***** RECORDS FOR PROCESSING

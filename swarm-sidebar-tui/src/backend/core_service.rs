//! 核心服务
//!
//! 封装 swarm-sidebar-core 的各种服务，
//! 提供给 TUI 层使用的统一接口

use std::sync::Arc;
use std::time::Duration;

use swarm_sidebar_core::types::{MenuNode, Pool};
use swarm_sidebar_core::{CoreResult, MenuListBuilder, PoolSource, RouteHistory, RouteStore};
use tokio::runtime::Handle;

use super::config_service::AppConfig;
use super::http_pool_source::HttpPoolSource;
use super::route_store::JsonRouteStore;

/// TUI 核心服务
///
/// 持有菜单构建服务与路由历史，UI 线程通过它与后台轮询交互
pub struct CoreService {
    /// 异步运行时句柄（轮询任务运行在其中）
    handle: Handle,
    /// 菜单构建服务
    menu: MenuListBuilder,
    /// 上次访问的路由
    history: RouteHistory,
}

impl CoreService {
    /// 根据配置创建核心服务实例
    pub fn new(handle: Handle, config: &AppConfig) -> CoreResult<Self> {
        // 1. 创建基础依赖
        let source = Arc::new(HttpPoolSource::new(
            &config.api_base_url,
            Duration::from_secs(config.request_timeout_secs),
        )?);
        let store = Arc::new(JsonRouteStore::new());

        log::info!("Pool source: {}", source.endpoint());

        // 2. 组装服务
        Ok(Self::with_adapters(
            handle,
            source,
            store,
            Duration::from_secs(config.refresh_interval_secs),
        ))
    }

    /// 使用指定的数据源与存储创建（测试中注入内存实现）
    pub fn with_adapters(
        handle: Handle,
        source: Arc<dyn PoolSource>,
        store: Arc<dyn RouteStore>,
        interval: Duration,
    ) -> Self {
        let menu = MenuListBuilder::new(source).with_interval(interval);
        let history = handle.block_on(RouteHistory::restore(store));

        Self {
            handle,
            menu,
            history,
        }
    }

    /// 初始化：启动资源池轮询
    ///
    /// 应在应用启动时调用
    pub fn initialize(&mut self) {
        self.menu.initialize(&self.handle);
    }

    /// 停止轮询
    pub fn teardown(&mut self) {
        self.menu.teardown();
    }

    // ========== 菜单 ==========

    /// 手动刷新
    pub fn request_refresh(&self) {
        self.menu.request_refresh();
    }

    /// 处理后台到达的资源池列表，返回菜单是否重建
    pub fn poll_updates(&mut self) -> bool {
        self.menu.poll_updates()
    }

    pub fn menu_model(&self) -> &[MenuNode] {
        self.menu.model()
    }

    pub fn menu_revision(&self) -> u64 {
        self.menu.revision()
    }

    /// 最近一次拉取到的资源池
    pub fn pools(&self) -> &[Pool] {
        self.menu.snapshot().unwrap_or_default()
    }

    /// 是否已经拉取到过资源池列表
    pub fn has_loaded(&self) -> bool {
        self.menu.snapshot().is_some()
    }

    /// 直接应用一份资源池列表（测试用，不经过轮询）
    #[cfg(test)]
    pub fn apply_pools(&mut self, pools: Vec<Pool>) -> bool {
        self.menu.apply(pools)
    }

    // ========== 路由历史 ==========

    /// 启动时应恢复的路由
    pub fn initial_route(&self) -> Option<&str> {
        self.history.initial_route()
    }

    /// 记录路由变化
    pub fn record_route(&self, route: &str) {
        self.handle.block_on(self.history.record(route));
    }
}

**********

__PROBLEM TO WORK ON__. Every entry should be printed again exactly as it stands.

__FINISHED EXERCISE__.
filename swarm-sidebar-tui/src/backend/core_service.rs
//! 核心服务
//!
//! 封装 swarm-sidebar-core 的各种服务，
//! 提供给 TUI 层使用的统一接口

use std::sync::Arc;
use std::time::Duration;

use swarm_sidebar_core::types::{MenuNode, Pool};
use swarm_sidebar_core::{CoreResult, MenuListBuilder, PoolSource, RouteHistory, RouteStore};
use tokio::runtime::Handle;

use super::config_service::AppConfig;
use super::http_pool_source::HttpPoolSource;
use super::route_store::JsonRouteStore;

/// TUI 核心服务
///
/// 持有菜单构建服务与路由历史，UI 线程通过它与后台轮询交互
pub struct CoreService {
    /// 异步运行时句柄（轮询任务运行在其中）
    handle: Handle,
    /// 菜单构建服务
    menu: MenuListBuilder,
    /// 上次访问的路由
    history: RouteHistory,
}

impl CoreService {
    /// 根据配置创建核心服务实例
    pub fn new(handle: Handle, config: &AppConfig) -> CoreResult<Self> {
        // 1. 创建基础依赖
        let source = Arc::new(HttpPoolSource::new(
            &config.api_base_url,
            Duration::from_secs(config.request_timeout_secs),
        )?);
        let store = Arc::new(JsonRouteStore::new());

        log::info!("Pool source: {}", source.endpoint());

        // 2. 组装服务
        Ok(Self::with_adapters(
            handle,
            source,
            store,
            Duration::from_secs(config.refresh_interval_secs),
        ))
    }

    /// 使用指定的数据源与存储创建（测试中注入内存实现）
    pub fn with_adapters(
        handle: Handle,
        source: Arc<dyn PoolSource>,
        store: Arc<dyn RouteStore>,
        interval: Duration,
    ) -> Self {
        let menu = MenuListBuilder::new(source).with_interval(interval);
        let history = handle.block_on(RouteHistory::restore(store));

        Self {
            handle,
            menu,
            history,
        }
    }

    /// 初始化：启动资源池轮询
    ///
    /// 应在应用启动时调用
    pub fn initialize(&mut self) {
        self.menu.initialize(&self.handle);
    }

    /// 停止轮询
    pub fn teardown(&mut self) {
        self.menu.teardown();
    }

    // ========== 菜单 ==========

    /// 手动刷新
    pub fn request_refresh(&self) {
        self.menu.request_refresh();
    }

    /// 处理后台到达的资源池列表，返回菜单是否重建
    pub fn poll_updates(&mut self) -> bool {
        self.menu.poll_updates()
    }

    pub fn menu_model(&self) -> &[MenuNode] {
        self.menu.model()
    }

    pub fn menu_revision(&self) -> u64 {
        self.menu.revision()
    }

    /// 最近一次拉取到的资源池
    pub fn pools(&self) -> &[Pool] {
        self.menu.snapshot().unwrap_or_default()
    }

    /// 是否已经拉取到过资源池列表
    pub fn has_loaded(&self) -> bool {
        self.menu.snapshot().is_some()
    }

    /// 直接应用一份资源池列表（测试用，不经过轮询）
    #[cfg(test)]
    pub fn apply_pools(&mut self, pools: Vec<Pool>) -> bool {
        self.menu.apply(pools)
    }

    // ========== 路由历史 ==========

    /// 启动时应恢复的路由
    pub fn initial_route(&self) -> Option<&str> {
        self.history.initial_route()
    }

    /// 记录路由变化
    pub fn record_route(&self, route: &str) {
        self.handle.block_on(self.history.record(route));
    }
}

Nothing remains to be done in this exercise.